▸ Exercise brief:
Return verbatim the run of lines that opens with the line holding "filename crates/rosterdb_core/src/student/mod.rs" and closes with the last line of the records.

+ + + + + + +

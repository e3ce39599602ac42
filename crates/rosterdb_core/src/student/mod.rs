//! Student records and their store.

mod record;
mod store;

pub use record::Student;
pub use store::StudentStore;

+ + + + + + +

▸ Exercise solution:
filename crates/rosterdb_core/src/student/mod.rs
//! Student records and their store.

mod record;
mod store;

pub use record::Student;
pub use store::StudentStore;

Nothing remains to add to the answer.